Si antes había conducido al país de manera absurda y
arbitraria ahora que no representaba otro poder que el suyo propio el
Comandante en Jefe decidió hacerlo de manera aun más absurda y arbitraria
todavía. Como si, de admitir que se había equivocado en algo, era en no haber
sido lo bastante disparatado. No se trataba solo de la contracción brutal que
le impuso a una vida cotidiana de por sí precaria. A partir de entonces intentó
curar los desastres que sus proyectos faraónicos le habían causado a la
economía nacional con otros proyectos igual de monstruosos, igual de
ineficaces. Fue en aquellos años que llevó adelante las construcciones para los
juegos Panamericanos, los antiecológicos pedraplenes para desarrollar el turismo
en los cayos de la plataforma insular. Cuando intentó desarrollar el cultivo de
variedades especies de plátanos que nos curaran el hambre o cubrir las
carencias alimenticias con hortalizas cultivadas en medio de los edificios en
las ciudades. Sí, en las mismas ciudades en las que no podías dejar nada sin
encadenar porque te lo robaban.
El invicto Comandante parecía vivir en un mundo paralelo
a nuestras miserias, en el que la única crisis que parecía existir era la del
sistema capitalista, donde los únicos que pasaban hambre eran los africanos o
el resto de los latinoamericanos, en un país donde apenas había espacio para
sus grandiosos planes. Una isla impermeable a la desnutrición, la avitaminosis
y las epidemias. Se le veía a gusto con su actitud de Quijote empeñado en
enfrentarse a la Historia cuando esta se dirigía en dirección contraria con
once millones de Sanchos Panzas a su lado, contrastando la fantasía de su caballero
con la realidad. Y sin embargo múltiples detalles desmentían su aparente
desconexión con la realidad y nos hacían ver a sus desesperados Sanchos que no
solo conocía a la perfección lo que ocurría sino que se esforzaba en que no lo
supiéramos. Se rumoraba sobre los escasos funcionarios que se atrevían a contarle
la verdad de lo que ocurría para terminar destituídos.
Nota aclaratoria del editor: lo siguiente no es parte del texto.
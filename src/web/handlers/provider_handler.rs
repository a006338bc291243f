use axum::{
    extract::{Path, State},
    http::{HeaderMap, StatusCode},
    response::{IntoResponse, Response},
    Json,
};
use serde_json::{json, Value};
use tracing::error;

use crate::dao::metrics::delete_provider_metric;
use crate::dao::now_ms;
use crate::dao::provider::{get_all_providers, get_provider_by_id};
use crate::gateway::registry::ProviderPatch;
use crate::web::dto::provider_dto::*;
use crate::web::handlers::{ensure_admin, error_response};
use crate::web::server::AppState;

/// 获取所有providers
pub async fn list_providers(
    State(state): State<AppState>,
    headers: HeaderMap,
) -> Result<Json<Vec<ProviderResponse>>, Response> {
    ensure_admin(&state, &headers).await?;

    match get_all_providers(&state.pool).await {
        Ok(providers) => Ok(Json(providers.into_iter().map(ProviderResponse::from).collect())),
        Err(e) => {
            error!(error = %e, "failed to list providers");
            Err(StatusCode::INTERNAL_SERVER_ERROR.into_response())
        }
    }
}

/// 获取单个provider
pub async fn get_provider(
    State(state): State<AppState>,
    headers: HeaderMap,
    Path(id): Path<String>,
) -> Result<Json<ProviderResponse>, Response> {
    ensure_admin(&state, &headers).await?;

    match get_provider_by_id(&state.pool, &id).await {
        Ok(Some(provider)) => Ok(Json(ProviderResponse::from(provider))),
        Ok(None) => Err(StatusCode::NOT_FOUND.into_response()),
        Err(_) => Err(StatusCode::INTERNAL_SERVER_ERROR.into_response()),
    }
}

/// 创建新的provider，入库即触发首轮模型同步
pub async fn create_new_provider(
    State(state): State<AppState>,
    headers: HeaderMap,
    Json(request): Json<CreateProviderRequest>,
) -> Result<Json<Value>, Response> {
    ensure_admin(&state, &headers).await?;

    if request.name.trim().is_empty() || request.base_url.trim().is_empty() {
        return Err(error_response(
            StatusCode::BAD_REQUEST,
            "name and baseUrl are required.",
            "invalid_request_error",
            "invalid_provider",
        ));
    }

    match state
        .registry
        .create(
            &request.name,
            &request.base_url,
            &request.api_key,
            request.model_blacklist,
        )
        .await
    {
        Ok(provider) => {
            state.sync.schedule(&provider.id);
            Ok(Json(json!({
                "id": provider.id,
                "message": "Provider created successfully"
            })))
        }
        Err(e) => {
            error!(error = %e, "failed to create provider");
            Err(StatusCode::INTERNAL_SERVER_ERROR.into_response())
        }
    }
}

/// 更新provider；身份字段变化后回到 pending 并重新同步
pub async fn update_existing_provider(
    State(state): State<AppState>,
    headers: HeaderMap,
    Path(id): Path<String>,
    Json(request): Json<UpdateProviderRequest>,
) -> Result<Json<Value>, Response> {
    ensure_admin(&state, &headers).await?;

    let patch = ProviderPatch {
        name: request.name,
        base_url: request.base_url,
        api_key: request.api_key,
        model_blacklist: request.model_blacklist,
    };
    match state.registry.update(&id, patch).await {
        Ok(Some(_)) => {
            state.sync.schedule(&id);
            Ok(Json(json!({ "message": "Provider updated successfully" })))
        }
        Ok(None) => Err(StatusCode::NOT_FOUND.into_response()),
        Err(e) => {
            error!(provider_id = %id, error = %e, "failed to update provider");
            Err(StatusCode::INTERNAL_SERVER_ERROR.into_response())
        }
    }
}

/// 删除provider并回收其全部易失状态
pub async fn delete_existing_provider(
    State(state): State<AppState>,
    headers: HeaderMap,
    Path(id): Path<String>,
) -> Result<Json<Value>, Response> {
    ensure_admin(&state, &headers).await?;

    match state.registry.delete(&id).await {
        Ok(true) => {
            state.breaker.remove(&id);
            state.scorer.remove(&id);
            state.sink.forget_provider(&id);
            if let Err(e) = delete_provider_metric(&state.pool, &id).await {
                error!(provider_id = %id, error = %e, "failed to drop provider metrics");
            }
            Ok(Json(json!({ "message": "Provider deleted successfully" })))
        }
        Ok(false) => Err(StatusCode::NOT_FOUND.into_response()),
        Err(e) => {
            error!(provider_id = %id, error = %e, "failed to delete provider");
            Err(StatusCode::INTERNAL_SERVER_ERROR.into_response())
        }
    }
}

/// 手动触发一次模型同步
pub async fn resync_provider(
    State(state): State<AppState>,
    headers: HeaderMap,
    Path(id): Path<String>,
) -> Result<Json<Value>, Response> {
    ensure_admin(&state, &headers).await?;

    match get_provider_by_id(&state.pool, &id).await {
        Ok(Some(_)) => {
            state.sync.schedule(&id);
            Ok(Json(json!({ "success": true })))
        }
        Ok(None) => Err(StatusCode::NOT_FOUND.into_response()),
        Err(_) => Err(StatusCode::INTERNAL_SERVER_ERROR.into_response()),
    }
}

/// 导出全部供应商配置（含凭证）
pub async fn export_providers(
    State(state): State<AppState>,
    headers: HeaderMap,
) -> Result<Json<Value>, Response> {
    ensure_admin(&state, &headers).await?;

    match get_all_providers(&state.pool).await {
        Ok(providers) => {
            let entries: Vec<ProviderExportEntry> = providers
                .into_iter()
                .map(|p| {
                    let model_blacklist = p.blacklist();
                    ProviderExportEntry {
                        name: p.name,
                        base_url: p.base_url,
                        api_key: p.api_key,
                        model_blacklist,
                    }
                })
                .collect();
            Ok(Json(json!({
                "exportedAt": now_ms(),
                "providers": entries
            })))
        }
        Err(_) => Err(StatusCode::INTERNAL_SERVER_ERROR.into_response()),
    }
}

/// 批量导入；相同 名称+地址 的条目跳过
pub async fn import_providers(
    State(state): State<AppState>,
    headers: HeaderMap,
    Json(request): Json<ImportProvidersRequest>,
) -> Result<Json<ImportProvidersResponse>, Response> {
    ensure_admin(&state, &headers).await?;

    let existing = match get_all_providers(&state.pool).await {
        Ok(rows) => rows,
        Err(_) => return Err(StatusCode::INTERNAL_SERVER_ERROR.into_response()),
    };
    let mut seen: std::collections::HashSet<String> = existing
        .iter()
        .map(|p| format!("{}::{}", p.name.to_lowercase(), p.base_url))
        .collect();

    let mut imported = Vec::new();
    let mut skipped = Vec::new();

    for entry in request.providers {
        if entry.name.trim().is_empty()
            || entry.base_url.trim().is_empty()
            || entry.api_key.trim().is_empty()
        {
            skipped.push(ImportSkipped {
                name: entry.name,
                base_url: entry.base_url,
                reason: "missing required fields".to_string(),
            });
            continue;
        }
        let base_url = entry.base_url.trim().trim_end_matches('/').to_string();
        let dedup_key = format!("{}::{}", entry.name.to_lowercase(), base_url);
        if seen.contains(&dedup_key) {
            skipped.push(ImportSkipped {
                name: entry.name,
                base_url,
                reason: "provider with same name and baseUrl exists".to_string(),
            });
            continue;
        }
        match state
            .registry
            .create(&entry.name, &base_url, &entry.api_key, entry.model_blacklist)
            .await
        {
            Ok(provider) => {
                state.sync.schedule(&provider.id);
                seen.insert(dedup_key);
                imported.push(provider.id);
            }
            Err(e) => {
                error!(name = %entry.name, error = %e, "provider import failed");
                skipped.push(ImportSkipped {
                    name: entry.name,
                    base_url,
                    reason: "storage error".to_string(),
                });
            }
        }
    }

    let imported_count = imported.len();
    let skipped_count = skipped.len();
    Ok(Json(ImportProvidersResponse {
        imported,
        skipped,
        imported_count,
        skipped_count,
    }))
}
El caso más famoso de los que circulaba de boca en boca
era el del ministro de Salud Pública: se atrevió a decirle que las epidemias de
neuritis óptica y polineuritis que asolaban el país se debía a la mala
alimentación y eso le costó la pérdida del puesto.
Pero quien justifique sus acciones de aquellos días como
el empeño de un redentor mal informado se tropezará con el modo enfrentó a los
que intentaban escapar de la isla. La manera despiadada con que trataba a los
fugitivos y la perfidia con que manejó sus muertes elimina la disculpa del
humanismo o la candidez. De conservarse algún respeto por la lógica tendrá que
aceptar que lo que primó en aquellas decisiones no fue el bienestar del país
sino su apego por el poder. Que ni siquiera era una cuestión de principios -principios
absurdos peor al menos constantes- lo demuestra el uso que le dio a aquellos
desesperados: lo mismo los mataba para que sirvieran como advertencia al resto
que los alentaba a irse para usarlos como arma política contra Estados Unidos. Para
salirse con la suya hizo todo lo que estuvo a su alcance. Inclusive matar niños
y luego culpar de su muerte a los padres.
Si consiguiera hacer pasar por idealismo la conducta de Fidel
Castro en los últimos cinco años en que estuve en Cuba (o en las tres décadas
anteriores) sería capaz de cualquier cosa. Pero justo la clave de evitar
convertirse en un sociópata es aprender a ponerse límites.
La única manera de equiparar a Fidel Castro con el Caballero
de la Triste Figura sería en el caso de un Quijote perversamente astuto que
engaña y manipula a su escudero para conseguir lo que quiere. Y cuando este por
fin trata de escapársele lo atrapa, lo tortura y le hace proclarar a los cuatro
vientos que está más que satisfecho con acompañar a su caballero. Más que novela sería una pesadilla.